Exercise: Without skipping anything, transcribe the listing that follows.

*** Data for the task ***

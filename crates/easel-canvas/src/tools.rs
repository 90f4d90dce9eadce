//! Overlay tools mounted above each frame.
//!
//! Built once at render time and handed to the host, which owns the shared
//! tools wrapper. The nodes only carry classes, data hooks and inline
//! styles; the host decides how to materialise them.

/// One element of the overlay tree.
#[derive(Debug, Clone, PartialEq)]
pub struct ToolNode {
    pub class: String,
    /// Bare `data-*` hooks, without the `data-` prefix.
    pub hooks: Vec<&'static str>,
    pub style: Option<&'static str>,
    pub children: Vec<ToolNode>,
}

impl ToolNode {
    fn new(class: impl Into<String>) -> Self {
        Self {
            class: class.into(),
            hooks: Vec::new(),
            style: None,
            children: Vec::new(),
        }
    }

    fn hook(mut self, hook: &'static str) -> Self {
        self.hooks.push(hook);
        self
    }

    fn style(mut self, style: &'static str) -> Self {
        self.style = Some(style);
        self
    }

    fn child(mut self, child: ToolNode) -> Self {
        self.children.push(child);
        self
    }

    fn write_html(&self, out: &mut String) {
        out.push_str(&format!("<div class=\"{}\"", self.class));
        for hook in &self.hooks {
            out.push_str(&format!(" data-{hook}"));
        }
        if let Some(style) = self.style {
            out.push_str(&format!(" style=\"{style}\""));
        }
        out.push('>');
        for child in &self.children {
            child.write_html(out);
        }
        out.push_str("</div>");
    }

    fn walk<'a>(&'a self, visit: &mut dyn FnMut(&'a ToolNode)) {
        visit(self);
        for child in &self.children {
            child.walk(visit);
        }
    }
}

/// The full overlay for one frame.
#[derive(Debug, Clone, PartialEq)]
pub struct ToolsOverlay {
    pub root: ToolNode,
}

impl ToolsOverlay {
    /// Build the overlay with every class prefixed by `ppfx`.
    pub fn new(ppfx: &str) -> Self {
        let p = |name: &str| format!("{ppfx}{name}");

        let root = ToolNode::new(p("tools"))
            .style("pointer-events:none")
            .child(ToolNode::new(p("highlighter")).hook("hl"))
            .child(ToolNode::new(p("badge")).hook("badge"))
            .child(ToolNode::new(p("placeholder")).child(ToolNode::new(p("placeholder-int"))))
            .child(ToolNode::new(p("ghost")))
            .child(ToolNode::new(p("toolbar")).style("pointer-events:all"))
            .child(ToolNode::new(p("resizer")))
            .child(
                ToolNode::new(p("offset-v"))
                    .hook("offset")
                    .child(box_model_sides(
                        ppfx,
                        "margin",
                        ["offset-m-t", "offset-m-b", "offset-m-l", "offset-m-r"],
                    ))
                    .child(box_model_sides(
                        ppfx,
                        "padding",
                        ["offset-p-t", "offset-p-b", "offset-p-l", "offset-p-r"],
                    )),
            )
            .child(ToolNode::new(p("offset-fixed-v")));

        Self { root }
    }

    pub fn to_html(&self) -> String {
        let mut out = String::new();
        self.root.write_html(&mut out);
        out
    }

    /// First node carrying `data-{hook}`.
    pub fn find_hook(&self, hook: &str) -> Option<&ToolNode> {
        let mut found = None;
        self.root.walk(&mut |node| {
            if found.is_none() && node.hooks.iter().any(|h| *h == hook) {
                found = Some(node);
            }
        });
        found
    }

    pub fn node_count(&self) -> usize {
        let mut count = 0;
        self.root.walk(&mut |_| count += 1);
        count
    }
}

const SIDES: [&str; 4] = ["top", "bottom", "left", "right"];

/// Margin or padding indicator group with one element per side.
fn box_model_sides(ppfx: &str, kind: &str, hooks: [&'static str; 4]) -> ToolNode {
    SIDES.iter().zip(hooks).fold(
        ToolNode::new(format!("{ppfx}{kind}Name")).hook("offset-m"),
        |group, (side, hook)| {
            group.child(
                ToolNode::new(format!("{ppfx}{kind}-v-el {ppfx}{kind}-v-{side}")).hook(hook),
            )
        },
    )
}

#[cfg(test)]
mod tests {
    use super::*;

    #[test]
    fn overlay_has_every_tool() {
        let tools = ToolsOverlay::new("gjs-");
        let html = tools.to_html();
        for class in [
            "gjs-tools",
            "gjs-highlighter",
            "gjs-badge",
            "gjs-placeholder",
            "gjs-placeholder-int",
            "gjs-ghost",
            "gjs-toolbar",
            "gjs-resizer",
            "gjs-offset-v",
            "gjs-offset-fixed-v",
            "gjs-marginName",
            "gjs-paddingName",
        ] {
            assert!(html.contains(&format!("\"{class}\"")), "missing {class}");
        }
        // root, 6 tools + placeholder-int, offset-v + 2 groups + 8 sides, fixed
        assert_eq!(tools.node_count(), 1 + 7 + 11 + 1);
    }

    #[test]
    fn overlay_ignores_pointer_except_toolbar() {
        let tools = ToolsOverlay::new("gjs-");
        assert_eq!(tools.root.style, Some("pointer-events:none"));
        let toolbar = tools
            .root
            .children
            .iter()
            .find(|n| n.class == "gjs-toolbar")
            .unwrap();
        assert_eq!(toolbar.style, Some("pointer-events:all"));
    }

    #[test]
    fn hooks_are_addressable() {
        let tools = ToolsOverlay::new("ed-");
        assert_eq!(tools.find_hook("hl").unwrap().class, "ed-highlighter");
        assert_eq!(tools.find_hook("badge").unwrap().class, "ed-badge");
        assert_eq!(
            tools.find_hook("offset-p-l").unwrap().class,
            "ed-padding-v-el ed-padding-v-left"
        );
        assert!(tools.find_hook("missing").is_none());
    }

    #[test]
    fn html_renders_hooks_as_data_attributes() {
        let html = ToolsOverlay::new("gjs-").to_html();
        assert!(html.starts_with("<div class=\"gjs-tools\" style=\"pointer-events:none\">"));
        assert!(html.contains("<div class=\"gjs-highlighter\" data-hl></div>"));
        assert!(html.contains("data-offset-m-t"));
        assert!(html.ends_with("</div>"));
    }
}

*** End of Data for the task ***

Answer area:
filename crates/easel-canvas/src/tools.rs
repository 90f4d90dce9eadce
//! Overlay tools mounted above each frame.
//!
//! Built once at render time and handed to the host, which owns the shared
//! tools wrapper. The nodes only carry classes, data hooks and inline
//! styles; the host decides how to materialise them.

/// One element of the overlay tree.
#[derive(Debug, Clone, PartialEq)]
pub struct ToolNode {
    pub class: String,
    /// Bare `data-*` hooks, without the `data-` prefix.
    pub hooks: Vec<&'static str>,
    pub style: Option<&'static str>,
    pub children: Vec<ToolNode>,
}

impl ToolNode {
    fn new(class: impl Into<String>) -> Self {
        Self {
            class: class.into(),
            hooks: Vec::new(),
            style: None,
            children: Vec::new(),
        }
    }

    fn hook(mut self, hook: &'static str) -> Self {
        self.hooks.push(hook);
        self
    }

    fn style(mut self, style: &'static str) -> Self {
        self.style = Some(style);
        self
    }

    fn child(mut self, child: ToolNode) -> Self {
        self.children.push(child);
        self
    }

    fn write_html(&self, out: &mut String) {
        out.push_str(&format!("<div class=\"{}\"", self.class));
        for hook in &self.hooks {
            out.push_str(&format!(" data-{hook}"));
        }
        if let Some(style) = self.style {
            out.push_str(&format!(" style=\"{style}\""));
        }
        out.push('>');
        for child in &self.children {
            child.write_html(out);
        }
        out.push_str("</div>");
    }

    fn walk<'a>(&'a self, visit: &mut dyn FnMut(&'a ToolNode)) {
        visit(self);
        for child in &self.children {
            child.walk(visit);
        }
    }
}

/// The full overlay for one frame.
#[derive(Debug, Clone, PartialEq)]
pub struct ToolsOverlay {
    pub root: ToolNode,
}

impl ToolsOverlay {
    /// Build the overlay with every class prefixed by `ppfx`.
    pub fn new(ppfx: &str) -> Self {
        let p = |name: &str| format!("{ppfx}{name}");

        let root = ToolNode::new(p("tools"))
            .style("pointer-events:none")
            .child(ToolNode::new(p("highlighter")).hook("hl"))
            .child(ToolNode::new(p("badge")).hook("badge"))
            .child(ToolNode::new(p("placeholder")).child(ToolNode::new(p("placeholder-int"))))
            .child(ToolNode::new(p("ghost")))
            .child(ToolNode::new(p("toolbar")).style("pointer-events:all"))
            .child(ToolNode::new(p("resizer")))
            .child(
                ToolNode::new(p("offset-v"))
                    .hook("offset")
                    .child(box_model_sides(
                        ppfx,
                        "margin",
                        ["offset-m-t", "offset-m-b", "offset-m-l", "offset-m-r"],
                    ))
                    .child(box_model_sides(
                        ppfx,
                        "padding",
                        ["offset-p-t", "offset-p-b", "offset-p-l", "offset-p-r"],
                    )),
            )
            .child(ToolNode::new(p("offset-fixed-v")));

        Self { root }
    }

    pub fn to_html(&self) -> String {
        let mut out = String::new();
        self.root.write_html(&mut out);
        out
    }

    /// First node carrying `data-{hook}`.
    pub fn find_hook(&self, hook: &str) -> Option<&ToolNode> {
        let mut found = None;
        self.root.walk(&mut |node| {
            if found.is_none() && node.hooks.iter().any(|h| *h == hook) {
                found = Some(node);
            }
        });
        found
    }

    pub fn node_count(&self) -> usize {
        let mut count = 0;
        self.root.walk(&mut |_| count += 1);
        count
    }
}

const SIDES: [&str; 4] = ["top", "bottom", "left", "right"];

/// Margin or padding indicator group with one element per side.
fn box_model_sides(ppfx: &str, kind: &str, hooks: [&'static str; 4]) -> ToolNode {
    SIDES.iter().zip(hooks).fold(
        ToolNode::new(format!("{ppfx}{kind}Name")).hook("offset-m"),
        |group, (side, hook)| {
            group.child(
                ToolNode::new(format!("{ppfx}{kind}-v-el {ppfx}{kind}-v-{side}")).hook(hook),
            )
        },
    )
}

#[cfg(test)]
mod tests {
    use super::*;

    #[test]
    fn overlay_has_every_tool() {
        let tools = ToolsOverlay::new("gjs-");
        let html = tools.to_html();
        for class in [
            "gjs-tools",
            "gjs-highlighter",
            "gjs-badge",
            "gjs-placeholder",
            "gjs-placeholder-int",
            "gjs-ghost",
            "gjs-toolbar",
            "gjs-resizer",
            "gjs-offset-v",
            "gjs-offset-fixed-v",
            "gjs-marginName",
            "gjs-paddingName",
        ] {
            assert!(html.contains(&format!("\"{class}\"")), "missing {class}");
        }
        // root, 6 tools + placeholder-int, offset-v + 2 groups + 8 sides, fixed
        assert_eq!(tools.node_count(), 1 + 7 + 11 + 1);
    }

    #[test]
    fn overlay_ignores_pointer_except_toolbar() {
        let tools = ToolsOverlay::new("gjs-");
        assert_eq!(tools.root.style, Some("pointer-events:none"));
        let toolbar = tools
            .root
            .children
            .iter()
            .find(|n| n.class == "gjs-toolbar")
            .unwrap();
        assert_eq!(toolbar.style, Some("pointer-events:all"));
    }

    #[test]
    fn hooks_are_addressable() {
        let tools = ToolsOverlay::new("ed-");
        assert_eq!(tools.find_hook("hl").unwrap().class, "ed-highlighter");
        assert_eq!(tools.find_hook("badge").unwrap().class, "ed-badge");
        assert_eq!(
            tools.find_hook("offset-p-l").unwrap().class,
            "ed-padding-v-el ed-padding-v-left"
        );
        assert!(tools.find_hook("missing").is_none());
    }

    #[test]
    fn html_renders_hooks_as_data_attributes() {
        let html = ToolsOverlay::new("gjs-").to_html();
        assert!(html.starts_with("<div class=\"gjs-tools\" style=\"pointer-events:none\">"));
        assert!(html.contains("<div class=\"gjs-highlighter\" data-hl></div>"));
        assert!(html.contains("data-offset-m-t"));
        assert!(html.ends_with("</div>"));
    }
}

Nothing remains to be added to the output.